[YOUR OBJECTIVE]
Stop after the line that contains "under AGPL §13."; until then, restate each line of the entries word for word from the very first.

[DATA PROVIDED — start]

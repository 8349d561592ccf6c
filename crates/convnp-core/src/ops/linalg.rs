// SPDX-License-Identifier: AGPL-3.0-or-later
// © 2025 Ryo ∴ SpiralArchitect (kishkavsesvit@icloud.com)
// Part of SpiralTorch — Licensed under AGPL-3.0-or-later.
// Unauthorized derivative works or closed redistribution prohibited under AGPL §13.

//! Batched linear algebra on the two leading (matrix) axes.
//!
//! Batch axes trail the matrix axes. Products accept operands whose batch
//! shapes differ only when one of them has a single batch element; both
//! operands are coerced to rank 3 by flattening their trailing axes and the
//! result is reshaped back.

use ndarray::{Array2, Array3, ArrayD, Axis, IxDyn, Zip};

use super::{apply_one, broadcast_view, Operation};
use crate::backend::ExecContext;
use crate::error::{self, Result};
use crate::Tensor;

/// Flattens every axis after the first two into a single batch axis.
pub fn coerce_rank3(array: &ArrayD<f64>) -> Result<Array3<f64>> {
    let shape = array.shape();
    if shape.len() < 2 {
        return Err(error::shape(format!(
            "expected at least two matrix axes, got shape {shape:?}"
        )));
    }
    let batch: usize = shape[2..].iter().product();
    array
        .as_standard_layout()
        .into_owned()
        .into_shape((shape[0], shape[1], batch))
        .map_err(|err| error::shape(format!("coerce_rank3: {err}")))
}

/// Inverse of [`coerce_rank3`]: restores the trailing batch axes.
pub fn uncoerce_rank3(array: Array3<f64>, shape: &[usize]) -> Result<ArrayD<f64>> {
    array
        .as_standard_layout()
        .into_owned()
        .into_shape(IxDyn(shape))
        .map_err(|err| error::shape(format!("uncoerce_rank3 to {shape:?}: {err}")))
}

/// Identity of size `n` laid out as `(n, n, 1, …, 1)` with `rank` axes.
pub(crate) fn batched_eye(n: usize, rank: usize) -> Result<ArrayD<f64>> {
    let mut shape = vec![1usize; rank.max(2)];
    shape[0] = n;
    shape[1] = n;
    Array2::<f64>::eye(n)
        .into_shape(IxDyn(&shape))
        .map_err(|err| error::shape(format!("batched_eye: {err}")))
}

fn reduce_batch(grad: Array3<f64>, batch: usize) -> Array3<f64> {
    if batch == 1 && grad.len_of(Axis(2)) != 1 {
        grad.sum_axis(Axis(2)).insert_axis(Axis(2))
    } else {
        grad
    }
}

fn batch_len(shape: &[usize]) -> usize {
    shape[2..].iter().product()
}

#[derive(Debug)]
struct BatchedTranspose;

fn swap_leading(array: &ArrayD<f64>) -> Result<ArrayD<f64>> {
    if array.ndim() < 2 {
        return Err(error::shape(format!(
            "batched_transpose needs two matrix axes, got shape {:?}",
            array.shape()
        )));
    }
    let mut out = array.clone();
    out.swap_axes(0, 1);
    Ok(out.as_standard_layout().into_owned())
}

impl Operation for BatchedTranspose {
    fn name(&self) -> &'static str {
        "batched_transpose"
    }

    fn forward(&self, _ctx: &ExecContext, inputs: &[&ArrayD<f64>]) -> Result<Vec<ArrayD<f64>>> {
        Ok(vec![swap_leading(inputs[0])?])
    }

    fn backward(
        &self,
        _ctx: &ExecContext,
        _inputs: &[ArrayD<f64>],
        _outputs: &[ArrayD<f64>],
        grads: &[ArrayD<f64>],
    ) -> Result<Vec<Option<ArrayD<f64>>>> {
        Ok(vec![Some(swap_leading(&grads[0])?)])
    }
}

#[derive(Debug)]
struct BatchedMul;

impl BatchedMul {
    fn output_shape(x: &[usize], y: &[usize]) -> Result<Vec<usize>> {
        if x.len() < 2 || y.len() < 2 {
            return Err(error::shape(format!(
                "batched_mul needs two matrix axes, got {x:?} and {y:?}"
            )));
        }
        if x[1] != y[0] {
            return Err(error::shape(format!(
                "batched_mul: inner dimensions differ for {x:?} · {y:?}"
            )));
        }
        let (bx, by) = (&x[2..], &y[2..]);
        let batch = if bx == by || batch_len(y) == 1 {
            bx
        } else if batch_len(x) == 1 {
            by
        } else {
            return Err(error::shape(format!(
                "batched_mul: batch shapes {bx:?} and {by:?} are incompatible"
            )));
        };
        let mut shape = vec![x[0], y[1]];
        shape.extend_from_slice(batch);
        Ok(shape)
    }
}

impl Operation for BatchedMul {
    fn name(&self) -> &'static str {
        "batched_mul"
    }

    fn forward(&self, ctx: &ExecContext, inputs: &[&ArrayD<f64>]) -> Result<Vec<ArrayD<f64>>> {
        let (x, y) = (inputs[0], inputs[1]);
        let shape = Self::output_shape(x.shape(), y.shape())?;
        let product = ctx.backend().batched_gemm(
            coerce_rank3(x)?.view(),
            coerce_rank3(y)?.view(),
            false,
            false,
        )?;
        Ok(vec![uncoerce_rank3(product, &shape)?])
    }

    fn backward(
        &self,
        ctx: &ExecContext,
        inputs: &[ArrayD<f64>],
        _outputs: &[ArrayD<f64>],
        grads: &[ArrayD<f64>],
    ) -> Result<Vec<Option<ArrayD<f64>>>> {
        let (x, y) = (&inputs[0], &inputs[1]);
        let (x3, y3, g3) = (coerce_rank3(x)?, coerce_rank3(y)?, coerce_rank3(&grads[0])?);
        let backend = ctx.backend();
        let gx = backend.batched_gemm(g3.view(), y3.view(), false, true)?;
        let gy = backend.batched_gemm(x3.view(), g3.view(), true, false)?;
        Ok(vec![
            Some(uncoerce_rank3(reduce_batch(gx, batch_len(x.shape())), x.shape())?),
            Some(uncoerce_rank3(reduce_batch(gy, batch_len(y.shape())), y.shape())?),
        ])
    }
}

/// Embeds `(n, batch…)` vectors as `(n, n, batch…)` diagonal matrices.
#[derive(Debug)]
struct Diagonal;

impl Operation for Diagonal {
    fn name(&self) -> &'static str {
        "diagonal"
    }

    fn forward(&self, _ctx: &ExecContext, inputs: &[&ArrayD<f64>]) -> Result<Vec<ArrayD<f64>>> {
        let x = inputs[0];
        if x.ndim() == 0 {
            return Err(error::shape("diagonal needs at least one axis"));
        }
        let n = x.len_of(Axis(0));
        let column = x.view().insert_axis(Axis(1));
        let mut shape = column.shape().to_vec();
        shape[1] = n;
        let eye = batched_eye(n, shape.len())?;
        let column = column
            .broadcast(IxDyn(&shape))
            .ok_or_else(|| error::shape("diagonal: broadcast failed"))?;
        let eye = broadcast_view(&eye, &shape)?;
        Ok(vec![Zip::from(&column).and(&eye).map_collect(|v, e| v * e)])
    }

    fn backward(
        &self,
        _ctx: &ExecContext,
        _inputs: &[ArrayD<f64>],
        _outputs: &[ArrayD<f64>],
        grads: &[ArrayD<f64>],
    ) -> Result<Vec<Option<ArrayD<f64>>>> {
        let g = &grads[0];
        let eye = batched_eye(g.len_of(Axis(0)), g.ndim())?;
        let eye = broadcast_view(&eye, g.shape())?;
        let masked = Zip::from(g).and(&eye).map_collect(|g, e| g * e);
        Ok(vec![Some(masked.sum_axis(Axis(1)))])
    }
}

/// Swaps the two leading axes; batch axes are untouched.
pub fn batched_transpose(ctx: &ExecContext, x: &Tensor) -> Result<Tensor> {
    apply_one(ctx, BatchedTranspose, &[x])
}

/// Matrix product over the leading axes, broadcast over batch axes.
pub fn batched_mul(ctx: &ExecContext, x: &Tensor, y: &Tensor) -> Result<Tensor> {
    apply_one(ctx, BatchedMul, &[x, y])
}

/// Diagonal matrix from a batch of vectors.
pub fn diagonal(ctx: &ExecContext, x: &Tensor) -> Result<Tensor> {
    apply_one(ctx, Diagonal, &[x])
}

#[cfg(test)]
mod tests {
    use super::*;
    use ndarray::array;

    #[test]
    fn rank_coercion_is_inverse_on_shape() {
        let x = ArrayD::from_shape_fn(IxDyn(&[2, 3, 4, 5]), |ix| (ix[0] + 10 * ix[3]) as f64);
        let flat = coerce_rank3(&x).unwrap();
        assert_eq!(flat.dim(), (2, 3, 20));
        let restored = uncoerce_rank3(flat, &[2, 3, 4, 5]).unwrap();
        assert_eq!(restored, x);
    }

    #[test]
    fn matrix_times_shared_weight() {
        let ctx = ExecContext::cpu();
        let x = Tensor::from_array(ArrayD::from_elem(IxDyn(&[4, 3, 2, 5]), 1.0));
        let w = Tensor::parameter(array![[1.0], [2.0], [3.0]].into_dyn());
        let y = batched_mul(&ctx, &x, &w).unwrap();
        assert_eq!(y.shape(), vec![4, 1, 2, 5]);
        assert!(y.to_vec().iter().all(|&v| v == 6.0));
        y.backward().unwrap();
        assert_eq!(w.grad().unwrap().iter().copied().collect::<Vec<f64>>(), vec![40.0; 3]);
    }

    #[test]
    fn diagonal_embeds_vectors() {
        let ctx = ExecContext::cpu();
        let v = Tensor::from_array(array![[1.0, 4.0], [2.0, 5.0]].into_dyn());
        let d = diagonal(&ctx, &v).unwrap();
        assert_eq!(d.shape(), vec![2, 2, 2]);
        let data = d.data();
        assert_eq!(data[[0, 0, 1]], 4.0);
        assert_eq!(data[[1, 1, 0]], 2.0);
        assert_eq!(data[[0, 1, 0]], 0.0);
    }

    #[test]
    fn transpose_swaps_matrix_axes_only() {
        let ctx = ExecContext::cpu();
        let x = Tensor::from_array(ArrayD::from_shape_fn(IxDyn(&[2, 3, 4]), |ix| {
            (100 * ix[0] + 10 * ix[1] + ix[2]) as f64
        }));
        let t = batched_transpose(&ctx, &x).unwrap();
        assert_eq!(t.shape(), vec![3, 2, 4]);
        assert_eq!(t.data()[[2, 1, 3]], 123.0);
    }
}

[DATA PROVIDED — finish]

[FINISHED TASK]
repository 8349d561592ccf6c
filename crates/convnp-core/src/ops/linalg.rs
// SPDX-License-Identifier: AGPL-3.0-or-later
// © 2025 Ryo ∴ SpiralArchitect (kishkavsesvit@icloud.com)
// Part of SpiralTorch — Licensed under AGPL-3.0-or-later.
// Unauthorized derivative works or closed redistribution prohibited under AGPL §13.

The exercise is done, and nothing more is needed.